A bit of a change on Ladybird Tuesday this week as rather than focus on a single book, I'm actually featuring a couple of books from series 740 (Classics) which are both from the Tales of King Arthur sub-series.
I recently came across The Deeds of the Nameless Knight and The Knight of the Golden Falcon and other stories in a charity shop and to be honest I'd not seen these books at all before and wasn't really sure how they fit in with the Ladybird series. Written by Desmond Dunkerley, who was also responsible for other books in series 740 about Robin Hood, the King Arthur books were published in 1977 and were apparently some of the most popular books in the series.
"The legend of King Arthur has come down to us out of the dim mists of history. All we know for certain is that when the Romans left Britain a warrior chief led a band of brave followers against the Saxon invaders. Around his heroic deeds grew the legend of Arthur and Excalibur, of Merlin and the Knights of the Round Table.
Like all good legends it has grown with the telling and who is to say that so brave a company would not also have found time to undertake adventurous deeds on behalf of the weak, the poor and the oppressed?
These are some of the stories from the legend. They may not have happened at all – but we can hope they did.
A certain amount of artist's licence has been found necessary in preparing the illustrations, in view of the lack of precise information about the period."
To me this introduction is exactly what I would expect from Ladybird, a brand that is so well known for all its factual books that children learnt from. They want to make it very clear to their young readers that the stories are not necessarily fact, but if they're not they are almost certainly based on some fact. The final note about the illustrations almost seems a bit unnecessary, but again is very much in keeping with the Ladybird style.

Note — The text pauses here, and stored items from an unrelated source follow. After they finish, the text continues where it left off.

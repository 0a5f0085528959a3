//! Cache key definitions.
//!
//! Every key is `namespace:id[:suffix]`, built only through the constructors on
//! [`CacheKey`]. Id segments are escaped so a `:` inside an id can never be
//! confused with the separator.

use std::fmt;

const FOLLOWER_INFO: &str = "follower_info";
const FOLLOWER_INFO_BACKUP: &str = "follower_info_backup";
const FOLLOWERS_OF: &str = "followers_of";
const VIEWS: &str = "views";
const VIEWS_DIRTY: &str = "views_dirty";
const SHARE_STATS: &str = "share_stats";
const TAGS: &str = "tags";
const TRENDING: &str = "trending";
const SEARCH: &str = "search";

const ANONYMOUS_VIEWER: &str = "anon";

#[derive(Debug, Clone, PartialEq, Eq, Hash, PartialOrd, Ord)]
pub struct CacheKey(String);

impl CacheKey {
    fn build(namespace: &str, segments: &[&str]) -> Self {
        let mut key = String::from(namespace);
        for segment in segments {
            key.push(':');
            key.push_str(segment);
        }
        Self(key)
    }

    pub fn as_str(&self) -> &str {
        &self.0
    }

    // Follower relationship state

    /// Primary copy of the follower projection for `user_id` as seen by `viewer_id`.
    pub fn follower_info(user_id: &str, viewer_id: Option<&str>) -> Self {
        Self::build(
            FOLLOWER_INFO,
            &[&escape(user_id), &viewer_segment(viewer_id)],
        )
    }

    pub fn follower_info_backup(user_id: &str, viewer_id: Option<&str>) -> Self {
        Self::build(
            FOLLOWER_INFO_BACKUP,
            &[&escape(user_id), &viewer_segment(viewer_id)],
        )
    }

    /// Set of viewer ids known to follow `user_id`.
    pub fn followers_of(user_id: &str) -> Self {
        Self::build(FOLLOWERS_OF, &[&escape(user_id)])
    }

    // Counters

    pub fn view_count(post_id: &str) -> Self {
        Self::build(VIEWS, &[&escape(post_id)])
    }

    /// Set of post ids whose view counters await reconciliation.
    pub fn views_dirty() -> Self {
        Self::build(VIEWS_DIRTY, &[])
    }

    pub fn share_count(post_id: &str, platform: &str) -> Self {
        Self::build(
            SHARE_STATS,
            &[&escape(post_id), &escape(platform), "shares"],
        )
    }

    pub fn click_count(post_id: &str, platform: &str) -> Self {
        Self::build(
            SHARE_STATS,
            &[&escape(post_id), &escape(platform), "clicks"],
        )
    }

    // Tag popularity

    pub fn tag_counts() -> Self {
        Self::build(TAGS, &["counts"])
    }

    pub fn tag_names() -> Self {
        Self::build(TAGS, &["names"])
    }

    pub fn tag_ranked() -> Self {
        Self::build(TAGS, &["ranked"])
    }

    /// Present while the tag structures hold a full copy of the durable table.
    pub fn tag_synced() -> Self {
        Self::build(TAGS, &["synced"])
    }

    // Trending topics

    pub fn trending_topics() -> Self {
        Self::build(TRENDING, &["topics"])
    }

    pub fn trending_topics_backup() -> Self {
        Self::build(TRENDING, &["topics", "backup"])
    }

    pub fn trending_last_updated() -> Self {
        Self::build(TRENDING, &["last_updated"])
    }

    /// Short-lived claim held by whoever is recomputing the trending list.
    pub fn trending_refreshing() -> Self {
        Self::build(TRENDING, &["refreshing"])
    }

    // Search

    pub fn search_suggestions() -> Self {
        Self::build(SEARCH, &["suggestions"])
    }

    pub fn search_history(user_id: &str) -> Self {
        Self::build(SEARCH, &["history", &escape(user_id)])
    }
}

impl fmt::Display for CacheKey {
    fn fmt(&self, f: &mut fmt::Formatter<'_>) -> fmt::Result {
        f.write_str(&self.0)
    }
}

impl From<CacheKey> for String {
    fn from(key: CacheKey) -> Self {
        key.0
    }
}

impl From<&CacheKey> for String {
    fn from(key: &CacheKey) -> Self {
        key.0.clone()
    }
}

fn viewer_segment(viewer_id: Option<&str>) -> String {
    match viewer_id {
        Some(viewer) => format!("u.{}", escape(viewer)),
        None => ANONYMOUS_VIEWER.to_string(),
    }
}

fn escape(segment: &str) -> String {
    if !segment.contains(['%', ':']) {
        return segment.to_string();
    }
    segment.replace('%', "%25").replace(':', "%3A")
}

#[cfg(test)]
mod tests {
    use std::collections::HashSet;

    use super::*;

    #[test]
    fn keys_are_deterministic() {
        assert_eq!(CacheKey::view_count("p1"), CacheKey::view_count("p1"));
        assert_eq!(CacheKey::view_count("p1").as_str(), "views:p1");
        assert_eq!(
            CacheKey::follower_info("alice", Some("bob")).as_str(),
            "follower_info:alice:u.bob"
        );
        assert_eq!(
            CacheKey::follower_info("alice", None).as_str(),
            "follower_info:alice:anon"
        );
    }

    #[test]
    fn colons_in_ids_do_not_collide() {
        let nested = CacheKey::share_count("a:b", "c");
        let flat = CacheKey::share_count("a", "b:c");
        assert_ne!(nested, flat);
    }

    #[test]
    fn anonymous_viewer_is_distinct_from_named_viewer() {
        assert_ne!(
            CacheKey::follower_info("alice", None),
            CacheKey::follower_info("alice", Some("anon"))
        );
    }

    #[test]
    fn dirty_set_never_matches_a_post_counter() {
        let keys: HashSet<_> = ["dirty", "views_dirty", ""]
            .iter()
            .map(|id| CacheKey::view_count(id))
            .collect();
        assert!(!keys.contains(&CacheKey::views_dirty()));
        assert_eq!(CacheKey::views_dirty().as_str(), "views_dirty");
    }

    #[test]
    fn primary_and_backup_use_separate_namespaces() {
        let primary = CacheKey::follower_info("alice", Some("backup"));
        let backup = CacheKey::follower_info_backup("alice", None);
        assert_ne!(primary.as_str(), backup.as_str());
    }
}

As for the stories themselves, they were written very much for boys with a keen interest in King Arthur and his knights and I can see that they would probably have been very popular with children like this and probably inspired many role play games too.
If you have a collection of old Ladybird books then please feel free to join in with Ladybird Tuesday. There are no formal rules to follow, just leave a link to any post you write in the comments below and if you're feeling kind link back to my Ladybird Tuesday category here on Being Mrs C. Thank you!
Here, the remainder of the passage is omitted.